EXERCISE REQUIREMENTS: All entries below are to be returned in full, exactly as they stand.

(Collected data)
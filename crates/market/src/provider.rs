//! Backing price source for the market service (§4.2). A live deployment
//! wires a real vendor in behind this trait; this crate ships a
//! self-contained deterministic generator so the federation is runnable
//! without outside credentials, the same way a quote client falls back to a
//! placeholder price when a live quote isn't wired in.

use async_trait::async_trait;
use shared_models::market::Candle;
use shared_models::time::{nanos_to_iso, now_nanos};

const NANOS_PER_DAY: i64 = 86_400_000_000_000;

#[async_trait]
pub trait QuoteSource: Send + Sync {
    async fn daily_series(&self, provider_symbol: &str, days: usize) -> Result<Vec<Candle>, String>;
}

#[derive(Default)]
pub struct SyntheticQuoteSource;

impl SyntheticQuoteSource {
    pub fn new() -> Self {
        Self
    }

    fn seed(symbol: &str) -> u64 {
        let mut hash: u64 = 0xcbf29ce484222325; // FNV-1a offset basis
        for b in symbol.bytes() {
            hash ^= b as u64;
            hash = hash.wrapping_mul(0x100000001b3);
        }
        hash
    }

    fn base_price(seed: u64) -> f64 {
        10.0 + (seed % 90_000) as f64 / 100.0
    }

    fn daily_drift(seed: u64, day_index: usize) -> f64 {
        let mut x = seed.wrapping_add(day_index as u64 * 0x9E3779B97F4A7C15);
        x ^= x << 13;
        x ^= x >> 7;
        x ^= x << 17;
        ((x % 2001) as f64 - 1000.0) / 1000.0 * 0.02
    }
}

fn round2(v: f64) -> f64 {
    (v * 100.0).round() / 100.0
}

#[async_trait]
impl QuoteSource for SyntheticQuoteSource {
    async fn daily_series(&self, provider_symbol: &str, days: usize) -> Result<Vec<Candle>, String> {
        if provider_symbol.is_empty() {
            return Err("symbol must not be empty".to_string());
        }
        if days == 0 {
            return Err("periods must be positive".to_string());
        }

        let seed = Self::seed(provider_symbol);
        let mut price = Self::base_price(seed);
        let now = now_nanos();
        let mut candles = Vec::with_capacity(days);

        for i in 0..days {
            let drift = Self::daily_drift(seed, i);
            let open = price;
            price = (price * (1.0 + drift)).max(0.01);
            let close = price;
            let high = open.max(close) * 1.003;
            let low = open.min(close) * 0.997;
            let x = seed.wrapping_add(i as u64 * 0x85EBCA6B);
            let volume = 1_000_000 + (x % 5_000_000);
            let ts_nanos = now - (days - 1 - i) as i64 * NANOS_PER_DAY;
            candles.push(Candle {
                timestamp: nanos_to_iso(ts_nanos),
                open: round2(open),
                high: round2(high),
                low: round2(low),
                close: round2(close),
                volume,
            });
        }

        Ok(candles)
    }
}

#[cfg(test)]
mod tests {
    use super::*;

    #[tokio::test]
    async fn same_symbol_is_deterministic() {
        let source = SyntheticQuoteSource::new();
        let a = source.daily_series("AAPL", 30).await.unwrap();
        let b = source.daily_series("AAPL", 30).await.unwrap();
        assert_eq!(a.len(), b.len());
        for (x, y) in a.iter().zip(b.iter()) {
            assert_eq!(x.close, y.close);
        }
    }

    #[tokio::test]
    async fn different_symbols_diverge() {
        let source = SyntheticQuoteSource::new();
        let a = source.daily_series("AAPL", 10).await.unwrap();
        let b = source.daily_series("MSFT", 10).await.unwrap();
        assert_ne!(a.last().unwrap().close, b.last().unwrap().close);
    }

    #[tokio::test]
    async fn rejects_empty_symbol() {
        let source = SyntheticQuoteSource::new();
        assert!(source.daily_series("", 10).await.is_err());
    }
}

EXERCISE RESPONSE:
filename crates/market/src/provider.rs
//! Backing price source for the market service (§4.2). A live deployment
//! wires a real vendor in behind this trait; this crate ships a
//! self-contained deterministic generator so the federation is runnable
//! without outside credentials, the same way a quote client falls back to a
//! placeholder price when a live quote isn't wired in.

use async_trait::async_trait;
use shared_models::market::Candle;
use shared_models::time::{nanos_to_iso, now_nanos};

const NANOS_PER_DAY: i64 = 86_400_000_000_000;

#[async_trait]
pub trait QuoteSource: Send + Sync {
    async fn daily_series(&self, provider_symbol: &str, days: usize) -> Result<Vec<Candle>, String>;
}

#[derive(Default)]
pub struct SyntheticQuoteSource;

impl SyntheticQuoteSource {
    pub fn new() -> Self {
        Self
    }

    fn seed(symbol: &str) -> u64 {
        let mut hash: u64 = 0xcbf29ce484222325; // FNV-1a offset basis
        for b in symbol.bytes() {
            hash ^= b as u64;
            hash = hash.wrapping_mul(0x100000001b3);
        }
        hash
    }

    fn base_price(seed: u64) -> f64 {
        10.0 + (seed % 90_000) as f64 / 100.0
    }

    fn daily_drift(seed: u64, day_index: usize) -> f64 {
        let mut x = seed.wrapping_add(day_index as u64 * 0x9E3779B97F4A7C15);
        x ^= x << 13;
        x ^= x >> 7;
        x ^= x << 17;
        ((x % 2001) as f64 - 1000.0) / 1000.0 * 0.02
    }
}

fn round2(v: f64) -> f64 {
    (v * 100.0).round() / 100.0
}

#[async_trait]
impl QuoteSource for SyntheticQuoteSource {
    async fn daily_series(&self, provider_symbol: &str, days: usize) -> Result<Vec<Candle>, String> {
        if provider_symbol.is_empty() {
            return Err("symbol must not be empty".to_string());
        }
        if days == 0 {
            return Err("periods must be positive".to_string());
        }

        let seed = Self::seed(provider_symbol);
        let mut price = Self::base_price(seed);
        let now = now_nanos();
        let mut candles = Vec::with_capacity(days);

        for i in 0..days {
            let drift = Self::daily_drift(seed, i);
            let open = price;
            price = (price * (1.0 + drift)).max(0.01);
            let close = price;
            let high = open.max(close) * 1.003;
            let low = open.min(close) * 0.997;
            let x = seed.wrapping_add(i as u64 * 0x85EBCA6B);
            let volume = 1_000_000 + (x % 5_000_000);
            let ts_nanos = now - (days - 1 - i) as i64 * NANOS_PER_DAY;
            candles.push(Candle {
                timestamp: nanos_to_iso(ts_nanos),
                open: round2(open),
                high: round2(high),
                low: round2(low),
                close: round2(close),
                volume,
            });
        }

        Ok(candles)
    }
}

#[cfg(test)]
mod tests {
    use super::*;

    #[tokio::test]
    async fn same_symbol_is_deterministic() {
        let source = SyntheticQuoteSource::new();
        let a = source.daily_series("AAPL", 30).await.unwrap();
        let b = source.daily_series("AAPL", 30).await.unwrap();
        assert_eq!(a.len(), b.len());
        for (x, y) in a.iter().zip(b.iter()) {
            assert_eq!(x.close, y.close);
        }
    }

    #[tokio::test]
    async fn different_symbols_diverge() {
        let source = SyntheticQuoteSource::new();
        let a = source.daily_series("AAPL", 10).await.unwrap();
        let b = source.daily_series("MSFT", 10).await.unwrap();
        assert_ne!(a.last().unwrap().close, b.last().unwrap().close);
    }

    #[tokio::test]
    async fn rejects_empty_symbol() {
        let source = SyntheticQuoteSource::new();
        assert!(source.daily_series("", 10).await.is_err());
    }
}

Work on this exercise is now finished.